And the answer is a state of consciousness known as flow, that these athletes have learned to harness, probably better than almost any group in history. You may know flow by other names. You may talk about it as runner’s high, being unconscious, being in the zone.
Flow is a technical term, and it’s defined as an optimal state of consciousness. When we feel our best and we perform our best. More specifically, it refers to those moments of rapt attention and total absorption. We get so focused on the task at hand that everything else disappears. Action and awareness start to merge. Your sense of self vanishes. Time passes strangely. Sometimes you’ll slow down, you’ll get a freeze-frame effect. More frequently it speeds up and five hours pass by in like five minutes. And throughout all aspects of performance, both mental and physical, go through the roof.
But 15 years ago, our brain imaging technology got good enough that for the very first time could peer under the hood in figuring out where this ultimate performance was coming from.
And what we discovered turned a lot of our deep old ideas about high performance on its head. The old idea was that at any norm… normal time we’re only using a small sliver of our brain. So ultimate performance must be the full brain on overdrive.
Turns out we actually had it exactly backwards. In flow, we’re not using more of the brain, we’re using a lot less. Instead of brain becoming hyperactive, it’s becoming hypoactive… H-y-p-o… it’s the opposite of hyper, means to slow down or deactivate.
And the main portion of the brain that’s deactivating is your prefrontal cortex. Now this is the part of your brain that governs all of your higher cognitive functions, complex decision-making, long-term planning, your sense of morality, your sense of will.
Why does time pass so strangely when we’re in the zone? Because time is calculated all over the prefrontal cortex. You know, as parts of it wink out, we can no longer separate past from present from future and we’re instead plunged into a state researchers talk of as the deep now.
Something similar happens to your sense of self. Self is also calculated all over the prefrontal cortex, and as parts of it wink out, we can no longer perform this calculation.
Now when your sense of self goes quiet, it turns off your inner critic, that nagging always on defeatist voice in your head, your inner Woody Allen, in flow, Woody goes quiet.
Now we experience this as liberation, as freedom. We’re actually getting out of our own way. Risk-taking goes up; creativity goes up.
Now besides these changes in neural anatomical function, we also get a big dump of neuro-chemistry in flow. Five of the most potent neuro-chemicals the brain can produce show up in the state and flow appears to be the only time we get access to all five at once.

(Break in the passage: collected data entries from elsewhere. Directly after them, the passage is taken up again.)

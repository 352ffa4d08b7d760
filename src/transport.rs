//! transport trait
//!
//! [`GraphQl`] is the seam between document synthesis and the wire. an
//! implementation only posts a document and returns the untyped envelope;
//! typed decoding and shape-driven queries are provided on top of it, so a
//! test double needs a single method.

use crate::arguments::Variables;
use crate::error::Result;
use crate::graphql::GraphQlResponse;
use crate::operation::Operation;
use crate::shape::Shaped;
use serde::de::DeserializeOwned;

/// something that can execute graphql documents
#[async_trait::async_trait]
pub trait GraphQl: Send + Sync {
    /// execute a raw document and return the untyped response.
    ///
    /// a response carrying server errors is reported as
    /// [`Error::GraphQl`](crate::Error::GraphQl).
    async fn execute_raw(
        &self,
        document: &str,
        variables: &Variables,
    ) -> Result<GraphQlResponse<serde_json::Value>>;

    /// execute a raw document and deserialize into a typed response
    async fn execute<T>(&self, document: &str, variables: &Variables) -> Result<GraphQlResponse<T>>
    where
        Self: Sized,
        T: DeserializeOwned + Send,
    {
        self.execute_raw(document, variables).await?.decode()
    }

    /// execute a prebuilt operation
    async fn run<T>(&self, operation: &Operation) -> Result<GraphQlResponse<T>>
    where
        Self: Sized,
        T: DeserializeOwned + Send,
    {
        let document = operation.document();
        self.execute(&document, operation.variables()).await
    }

    /// query the fields described by `T` and decode the response into it
    async fn query<T>(&self, variables: Variables) -> Result<GraphQlResponse<T>>
    where
        Self: Sized,
        T: Shaped + DeserializeOwned + Send,
    {
        self.run(&Operation::query_for::<T>(variables)).await
    }

    /// run the mutation described by `T` and decode the response into it
    async fn mutate<T>(&self, variables: Variables) -> Result<GraphQlResponse<T>>
    where
        Self: Sized,
        T: Shaped + DeserializeOwned + Send,
    {
        self.run(&Operation::mutation_for::<T>(variables)).await
    }
}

And if we want to understand how these action-adventure sport athletes did the impossible, its neuro-chemistry gives us a big clue.
First of all, it enhances all aspects of physical performance: muscle reaction time increases; our sense of pain gets dead and so strength increases.
But the bigger impact is cognitive: Mental performance. These neural chemicals surround all three sides of the so-called high-performance triangle: motivation; creativity; and learning.
In motivation, these five chemicals that show up, they are all pleasure drugs. In fact, they’re the five most potent pleasure drugs the brain can produce, which means flow is one of the most addictive states on earth. Researchers don’t like the word addictive. So instead they talk about it as the source code of intrinsic motivation.
But this motivation is so great that when McKinsey did a ten-year study, they found that top executives in flow report being 500% more productive than out of flow. That’s a huge leap in productivity; that’s a huge leap in motivation.
We see something similar with creativity. Creativity is a word that gets mistaken a lot, but it fundamentally is a recombinantory process; it’s what happens when the brain takes in novel information, combines it with old ideas to come up with something startlingly new.
And the neural chemicals that show up in flow surround this process. When you’re in the state, you take in more information per second, you pay more attention to that information. You find greater links between that information and closely-related ideas, what’s called pattern recognition and you find greater links between that information and far-flung ideas, what’s called lateral thinking.
In fact, creativity is so surrounded that most researchers have found that creativity spikes 400% in flow.
Something similar happens to learning. Quick shorthand for how learning works in the brain is the more neural chemicals that show up during an experience, the better chance that experience has of moving from short-term holding into long-term storage.
Flow is this huge neural chemical dump, which is why in experiments run by the US military on soldiers, they found that soldiers in flow learned 240% to 500% faster than normal. So we’ve all heard about Malcolm Gladwell’s fabled 10,000 hours to mastery. What the research suggests is that flow can cut that in half.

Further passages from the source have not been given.